Preface – This post is part of the Object Oriented ABAP series.
Table of Contents
As a developer, we need not to explicitly configure memory allocation and deallocation in the system. This process triggers automatically, when the object is created memory is automatically allocated to it and when it is terminated the memory is destroyed by the background process called Garbage Collector to free up the space for new objects.
The objects using dynamic memory allocation captures some memory and that memory is allocated until there are references to that object. When there is no reference to the object, it is assumed that the object is no longer need. Garbage Collector identifies the unused objects (no more references to the object are there) and scrap it out for other objects to reuse the space. It is called periodically by ABAP runtime environment.
The programs that do not de-allocate memory at last collapse when there is no more memory left in the system to allocate. This scenario is termed as a memory leak in the program. As garbage collector is an automated process, the number of memory leak errors is minimised.
Why proper Garbage Collection is important?
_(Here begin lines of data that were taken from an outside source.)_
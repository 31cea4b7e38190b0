//! Table-driven error classification.
//!
//! Most vendors signal retryable conditions with a handful of codes or
//! message fragments. An adapter describes those in [`ClassificationRules`]
//! and wraps them in a [`RuleClassifier`]; anything unlisted is permanent.

use std::sync::Arc;
use std::time::Duration;

use crate::error::{ClassifiedError, Disposition};
use crate::http_client::TRANSPORT_ERROR;
use crate::traits::{ErrorClassifier, RawApiError};
use crate::utils::clock::{Clock, SystemClock};
use crate::utils::log_sanitizer::truncate_for_log;

/// Advisory delay when a vendor throttles without saying for how long.
pub const DEFAULT_MIN_RATE_LIMIT_DELAY: Duration = Duration::from_secs(1);

/// Codes and message fragments that select a non-permanent disposition.
///
/// Codes match exactly; fragments match case-insensitively anywhere in the
/// primary message or any message line.
#[derive(Debug, Clone, Default)]
pub struct ClassificationRules {
    pub validation_codes: Vec<String>,
    pub transient_codes: Vec<String>,
    pub transient_fragments: Vec<String>,
    /// Transient errors that also mean the cached session is stale.
    pub session_mismatch_codes: Vec<String>,
    pub session_mismatch_fragments: Vec<String>,
    pub rate_limited_codes: Vec<String>,
    pub rate_limited_fragments: Vec<String>,
}

fn owned(items: &[&str]) -> Vec<String> {
    items.iter().map(|s| (*s).to_string()).collect()
}

impl ClassificationRules {
    pub fn new() -> Self {
        Self::default()
    }

    #[must_use]
    pub fn validation_codes(mut self, codes: &[&str]) -> Self {
        self.validation_codes.extend(owned(codes));
        self
    }

    #[must_use]
    pub fn transient_codes(mut self, codes: &[&str]) -> Self {
        self.transient_codes.extend(owned(codes));
        self
    }

    #[must_use]
    pub fn transient_fragments(mut self, fragments: &[&str]) -> Self {
        self.transient_fragments.extend(owned(fragments));
        self
    }

    #[must_use]
    pub fn session_mismatch_codes(mut self, codes: &[&str]) -> Self {
        self.session_mismatch_codes.extend(owned(codes));
        self
    }

    #[must_use]
    pub fn session_mismatch_fragments(mut self, fragments: &[&str]) -> Self {
        self.session_mismatch_fragments.extend(owned(fragments));
        self
    }

    #[must_use]
    pub fn rate_limited_codes(mut self, codes: &[&str]) -> Self {
        self.rate_limited_codes.extend(owned(codes));
        self
    }

    #[must_use]
    pub fn rate_limited_fragments(mut self, fragments: &[&str]) -> Self {
        self.rate_limited_fragments.extend(owned(fragments));
        self
    }
}

/// What a raw error matched.
#[derive(Debug, Clone, Copy, PartialEq, Eq)]
enum Match {
    Validation,
    SessionMismatch,
    Transient,
    RateLimited,
    Unlisted,
}

/// Applies [`ClassificationRules`] to raw errors.
///
/// Precedence: HTTP 429 and rate-limit rules, then session mismatch, then
/// other transient rules (including HTTP 502-504 and transport failures),
/// then validation codes.
/// Everything else is permanent.
pub struct RuleClassifier {
    provider: String,
    rules: ClassificationRules,
    min_rate_limit_delay: Duration,
    clock: Arc<dyn Clock>,
}

impl RuleClassifier {
    pub fn new(provider: impl Into<String>, rules: ClassificationRules) -> Self {
        Self {
            provider: provider.into(),
            rules,
            min_rate_limit_delay: DEFAULT_MIN_RATE_LIMIT_DELAY,
            clock: Arc::new(SystemClock),
        }
    }

    #[must_use]
    pub fn with_clock(mut self, clock: Arc<dyn Clock>) -> Self {
        self.clock = clock;
        self
    }

    /// Delay advised when the vendor gives no hint.
    #[must_use]
    pub fn with_min_rate_limit_delay(mut self, delay: Duration) -> Self {
        self.min_rate_limit_delay = delay;
        self
    }

    fn code_in(raw: &RawApiError, codes: &[String]) -> bool {
        let listed = |code: &str| codes.iter().any(|c| c == code);
        raw.code.as_deref().is_some_and(listed)
            || raw
                .messages
                .iter()
                .filter_map(|m| m.code.as_deref())
                .any(listed)
    }

    fn text_contains(raw: &RawApiError, fragments: &[String]) -> bool {
        if fragments.is_empty() {
            return false;
        }
        let lines = std::iter::once(raw.message.as_str())
            .chain(raw.messages.iter().map(|m| m.text.as_str()))
            .map(str::to_lowercase)
            .collect::<Vec<_>>();
        fragments.iter().any(|f| {
            let f = f.to_lowercase();
            lines.iter().any(|l| l.contains(&f))
        })
    }

    fn match_rules(&self, raw: &RawApiError) -> Match {
        let r = &self.rules;
        if raw.http_status == Some(429)
            || Self::code_in(raw, &r.rate_limited_codes)
            || Self::text_contains(raw, &r.rate_limited_fragments)
        {
            Match::RateLimited
        } else if Self::code_in(raw, &r.session_mismatch_codes)
            || Self::text_contains(raw, &r.session_mismatch_fragments)
        {
            Match::SessionMismatch
        } else if matches!(raw.http_status, Some(502..=504))
            || raw.code.as_deref() == Some(TRANSPORT_ERROR)
            || Self::code_in(raw, &r.transient_codes)
            || Self::text_contains(raw, &r.transient_fragments)
        {
            Match::Transient
        } else if Self::code_in(raw, &r.validation_codes) {
            Match::Validation
        } else {
            Match::Unlisted
        }
    }
}

impl ErrorClassifier for RuleClassifier {
    fn provider_name(&self) -> &str {
        &self.provider
    }

    fn classify(&self, raw: RawApiError) -> ClassifiedError {
        let matched = self.match_rules(&raw);
        log::debug!(
            "[{}] classified {:?}: {}",
            self.provider,
            matched,
            truncate_for_log(&raw.to_string())
        );

        let disposition = match matched {
            Match::Validation => Disposition::Validation,
            Match::SessionMismatch | Match::Transient => Disposition::Transient,
            Match::RateLimited => Disposition::RateLimited,
            Match::Unlisted => return self.unknown_error(raw),
        };

        let retry_after = (disposition == Disposition::RateLimited).then(|| {
            let hint = raw
                .retry_after_secs
                .map(Duration::from_secs)
                .unwrap_or(self.min_rate_limit_delay)
                .max(self.min_rate_limit_delay);
            let hint = chrono::Duration::from_std(hint).unwrap_or(chrono::Duration::MAX);
            let now = self.clock.now();
            now.checked_add_signed(hint).unwrap_or(now)
        });

        ClassifiedError {
            provider: self.provider.clone(),
            disposition,
            code: raw.code,
            message: raw.message,
            details: raw.messages,
            retry_after,
            session_mismatch: matched == Match::SessionMismatch,
            attempts: 0,
        }
    }
}
//! # dnsmux-provider
//!
//! The provider side of a vendor-agnostic DNS client: one record-set model
//! and the machinery every vendor adapter needs to feed it.
//!
//! ## Mechanisms
//!
//! | Module | What it does |
//! |--------|--------------|
//! | [`merge`] | Folds a vendor's flat per-value rows into [`ResourceRecordSet`]s, overlaying geo and weighted membership |
//! | [`pagination`] | One forward-only iterator over any "next page" convention, with optional filtering |
//! | [`session`] | Memoizes an expensive session artifact; refreshes on TTL expiry, credential or endpoint change |
//! | [`classify`] / [`retry`] | Maps vendor errors to a [`Disposition`] and retries transient or rate-limited calls once |
//!
//! Everything is synchronous and blocking on the calling thread.
//!
//! ## Feature Flags
//!
//! - **`mock`** *(default)*: [`MockProvider`], an in-memory adapter.
//! - **`native-tls`** *(default)*: Use the platform's native TLS implementation.
//! - **`rustls`**: Use rustls. Recommended for cross-compilation.
//!
//! ## Usage
//!
//! ```rust
//! use dnsmux_provider::{merge, paginate, RecordEntry, Page, Result};
//!
//! let pages = vec![
//!     vec![RecordEntry::new("www.io", 1, vec!["192.0.2.1".into()]).with_ttl(300)],
//!     vec![RecordEntry::new("www.io", 1, vec!["198.51.100.1".into()]).with_ttl(300)],
//! ];
//! let rows = paginate(|token: Option<usize>| {
//!     let i = token.unwrap_or(0);
//!     Ok(Page::new(pages[i].clone(), (i + 1 < pages.len()).then_some(i + 1)))
//! });
//!
//! let sets = merge(rows).collect::<Result<Vec<_>>>()?;
//! assert_eq!(sets.len(), 1);
//! assert_eq!(sets[0].rdata.len(), 2);
//! # Ok::<(), dnsmux_provider::ClassifiedError>(())
//! ```
//!
//! ## Error Handling
//!
//! Adapters report vendor failures as [`RawApiError`]. An [`ErrorClassifier`]
//! turns them into a [`ClassifiedError`] whose [`Disposition`] decides what
//! [`Invoker`] does:
//!
//! - [`Disposition::Validation`]: caller input is insufficient; never retried
//! - [`Disposition::Transient`]: retried once, after invalidating the session
//!   when it no longer matches
//! - [`Disposition::RateLimited`]: retried once, after `retry_after`
//! - [`Disposition::Permanent`]: never retried; vendor text kept verbatim

pub mod classify;
mod error;
mod http_client;
pub mod merge;
pub mod pagination;
mod providers;
pub mod rdata;
pub mod retry;
pub mod session;
mod traits;
mod types;
mod utils;

// Re-export error types
pub use error::{ClassifiedError, Disposition, Result, VendorMessage};

// Re-export adapter traits
pub use traits::{
    CredentialSource, ErrorClassifier, GroupResolver, RawApiError, RawResult, SessionHandle,
    VendorAdapter,
};

// Re-export types
pub use types::{
    CredentialRequirements, Credentials, GroupDetail, MergeKey, Page, PageRequest, Profile,
    ProfileKind, ProviderMetadata, RecordEntry, RecordSetBuilder, RecordSetKey, ResourceRecordSet,
    Zone, sort_for_merge,
};

// Re-export the mechanisms
pub use classify::{ClassificationRules, RuleClassifier};
pub use merge::{MergedRecordSets, merge};
pub use pagination::{Paginator, paginate, paginate_filtered};
pub use rdata::RData;
pub use retry::{Invoker, RetryPolicy, invoke};
pub use session::{RefreshMode, SessionCache, SessionSettings};

// Re-export HTTP helpers for adapters
pub use http_client::{HttpUtils, PARSE_ERROR, TRANSPORT_ERROR};
pub use providers::common;

// Re-export utils
pub use utils::clock::{Clock, ManualClock, SystemClock};
pub use utils::{datetime, log_sanitizer};

#[cfg(feature = "mock")]
pub use providers::{MockOp, MockProvider, MockProviderBuilder};
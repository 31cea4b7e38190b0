//! Unified error type definition

use serde::Serialize;
use thiserror::Error;

// Re-export library error types
pub use dnsmux_provider::{ClassifiedError, Disposition};

/// Core layer error type
#[derive(Error, Debug, Serialize)]
#[serde(tag = "code", content = "details")]
pub enum CoreError {
    /// No record set with this identity exists in the zone
    #[error("Record set not found: {0}")]
    RecordSetNotFound(String),

    /// The record set cannot be written as given
    #[error("Invalid record set: {0}")]
    InvalidRecordSet(String),

    /// Client configuration rejected
    #[error("Configuration error: {0}")]
    Config(String),

    /// Vendor error after classification and retries
    #[error("{0}")]
    Provider(#[from] ClassifiedError),
}

impl CoreError {
    /// Whether it is expected behavior (bad input, missing record set, ...),
    /// used for log classification.
    ///
    /// Level `warn` should be used when returning `true` and level `error` when returning `false`.
    #[must_use]
    pub fn is_expected(&self) -> bool {
        match self {
            Self::RecordSetNotFound(_) | Self::InvalidRecordSet(_) | Self::Config(_) => true,
            Self::Provider(e) => e.is_expected(),
        }
    }

    /// Retry classification of a vendor error; `None` for service-level
    /// failures.
    #[must_use]
    pub fn disposition(&self) -> Option<Disposition> {
        match self {
            Self::Provider(e) => Some(e.disposition),
            _ => None,
        }
    }
}

/// Core layer Result type alias
pub type CoreResult<T> = std::result::Result<T, CoreError>;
Garbage collection plays an important role in system programming. The unseemly behaviour of the garbage collector can result in critical problems, like:
- Increased memory requirement
- Performance degradation
Garbage collection eventually reduces or eliminates some bugs:
- Dangling pointer bugs: When there are one or more references to the object is used in the program but the memory is freed.
- Double free bugs: To free the memory which is already freed.
- Memory leaks: When memory is not cleared and objects have no reference, this will lead to memory exhaustion.
Garbage collectors can sometimes bring runtime overhead that can serve as the performance problem for a larger application. Hence, it is critical to implement the right garbage collection method to optimize the application performance.